Connectors are associated with RGs and are also referred to as SMTP Connectors.

Getting back our discussion on mail flow, in the simplest configuration you'd have a single Connector. Looking at the Properties, on the General tab there is a radio-button selection allowing you to either configure a smarthost or to use DNS.

If smarthost is selected, there should be an IP address in the field (as opposed to the FQDN format used in the VS).
If DNS is selected, it means that Exchange will attempt to send messages directly to the recipient system.

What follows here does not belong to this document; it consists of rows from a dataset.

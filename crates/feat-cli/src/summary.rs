use comfy_table::modifiers::{UTF8_ROUND_CORNERS, UTF8_SOLID_INNER_BORDERS};
use comfy_table::presets::{UTF8_FULL, UTF8_FULL_CONDENSED};
use comfy_table::{Attribute, Cell, CellAlignment, Color, ContentArrangement, Table};

use feat_cli::types::{FileSummary, RunResult};
use feat_model::StageKind;

pub fn print_summary(result: &RunResult) {
    println!("Input: {}", result.input_dir.display());
    println!("Output: {}", result.output_dir.display());
    if let Some(path) = &result.generated_sample {
        println!("Sample data: {}", path.display());
    }

    let mut table = Table::new();
    let mut header = vec![
        header_cell("File"),
        header_cell("Rows"),
        header_cell("Before"),
    ];
    header.extend(StageKind::ALL.iter().map(|stage| header_cell(stage.slug())));
    header.extend([
        header_cell("After"),
        header_cell("Added"),
        header_cell("Anomalous"),
    ]);
    table.set_header(header);
    apply_summary_table_style(&mut table);
    for index in 1..table.column_count() {
        align_column(&mut table, index, CellAlignment::Right);
    }

    let mut total_rows = 0usize;
    let mut total_added = 0usize;
    let mut total_anomalous = 0usize;
    for summary in &result.files {
        total_rows += summary.rows;
        total_added += summary.added_features();
        total_anomalous += summary.anomalous_rows;
        table.add_row(summary_row(summary));
    }
    let mut total = vec![
        Cell::new("TOTAL")
            .fg(Color::Cyan)
            .add_attribute(Attribute::Bold),
        Cell::new(total_rows).add_attribute(Attribute::Bold),
        dim_cell("-"),
    ];
    total.extend(StageKind::ALL.iter().map(|_| dim_cell("-")));
    total.extend([
        dim_cell("-"),
        Cell::new(total_added).add_attribute(Attribute::Bold),
        count_cell(total_anomalous, Color::Yellow).add_attribute(Attribute::Bold),
    ]);
    table.add_row(total);
    println!("{table}");

    if !result.errors.is_empty() {
        print_error_table(result);
    }
    println!("Duration: {:.2}s", result.duration.as_secs_f64());
}

fn summary_row(summary: &FileSummary) -> Vec<Cell> {
    let mut row = vec![
        Cell::new(&summary.file_name)
            .fg(Color::Blue)
            .add_attribute(Attribute::Bold),
        Cell::new(summary.rows),
        Cell::new(summary.original_columns),
    ];
    for stage in StageKind::ALL {
        let cell = match summary.stages.iter().find(|delta| delta.stage == stage) {
            Some(delta) if delta.added() > 0 => Cell::new(format!("+{}", delta.added())).fg(Color::Green),
            Some(delta) => dim_cell(format!("+0 ({} skipped)", delta.skipped)),
            None => dim_cell("-"),
        };
        row.push(cell);
    }
    row.extend([
        Cell::new(summary.final_columns),
        Cell::new(summary.added_features()).add_attribute(Attribute::Bold),
        count_cell(summary.anomalous_rows, Color::Yellow),
    ]);
    row
}

fn print_error_table(result: &RunResult) {
    let mut table = Table::new();
    table.set_header(vec![header_cell("File"), header_cell("Error")]);
    apply_table_style(&mut table);
    for failure in &result.errors {
        table.add_row(vec![
            Cell::new(&failure.file_name).fg(Color::Red),
            Cell::new(&failure.message),
        ]);
    }
    eprintln!("{table}");
}

fn count_cell(count: usize, color: Color) -> Cell {
    if count > 0 {
        Cell::new(count).fg(color).add_attribute(Attribute::Bold)
    } else {
        dim_cell(count)
    }
}

fn apply_table_style(table: &mut Table) {
    table
        .load_preset(UTF8_FULL_CONDENSED)
        .apply_modifier(UTF8_ROUND_CORNERS)
        .set_content_arrangement(ContentArrangement::Dynamic)
        .set_width(120);
}

fn apply_summary_table_style(table: &mut Table) {
    table
        .load_preset(UTF8_FULL)
        .apply_modifier(UTF8_ROUND_CORNERS)
        .apply_modifier(UTF8_SOLID_INNER_BORDERS)
        .set_content_arrangement(ContentArrangement::Dynamic)
        .set_width(140);
}

fn align_column(table: &mut Table, index: usize, alignment: CellAlignment) {
    if let Some(column) = table.column_mut(index) {
        column.set_cell_alignment(alignment);
    }
}

fn header_cell(label: &str) -> Cell {
    Cell::new(label)
        .fg(Color::Cyan)
        .add_attribute(Attribute::Bold)
}

fn dim_cell<T: ToString>(value: T) -> Cell {
    Cell::new(value).fg(Color::DarkGrey)
}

Troubleshooting Outbound Messaging

A couple of years ago I wrote a series of articles on what to do when users say inbound messages aren't getting to them. I am frequently asked for help figuring out why outbound messages seemingly don't get to where they are going.

Troubleshooting outbound mail flow is relatively simple (at least to me, but then again I'm a self-professed Messaging-geek). Whenever I bring up the subject, people look at me like I'm talking about something more (dark) art than science. I think that's only true until you gain an understanding of the science. With that in mind, here's my attempt to explain some of that science and hopefully put you on the path to becoming a troubleshooting wiz.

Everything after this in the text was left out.